▸ Activity:
The response must consist of all the entries, duplicated without alteration.

Data for this exercise Start Marker

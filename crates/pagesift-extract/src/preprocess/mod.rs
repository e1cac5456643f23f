// SPDX-License-Identifier: PMPL-1.0-or-later
// Copyright (c) 2026 Jonathan D.A. Jewell (hyperpolymath) <jonathan.jewell@open.ac.uk>
//
// Preprocessing — per-content-type image transforms applied to rasterised
// pages before recognition (deskew, noise removal, contrast, table lines).

pub mod enhance;
pub mod pipeline;

pub use enhance::{PageEnhancer, estimate_skew};
pub use pipeline::{PreprocessPolicy, preprocess};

Data for this exercise End Marker

▸ Answer space:
filename crates/pagesift-extract/src/preprocess/mod.rs
repository e1cac5456643f23f
// SPDX-License-Identifier: PMPL-1.0-or-later
// Copyright (c) 2026 Jonathan D.A. Jewell (hyperpolymath) <jonathan.jewell@open.ac.uk>
//
// Preprocessing — per-content-type image transforms applied to rasterised
// pages before recognition (deskew, noise removal, contrast, table lines).

pub mod enhance;
pub mod pipeline;

pub use enhance::{PageEnhancer, estimate_skew};
pub use pipeline::{PreprocessPolicy, preprocess};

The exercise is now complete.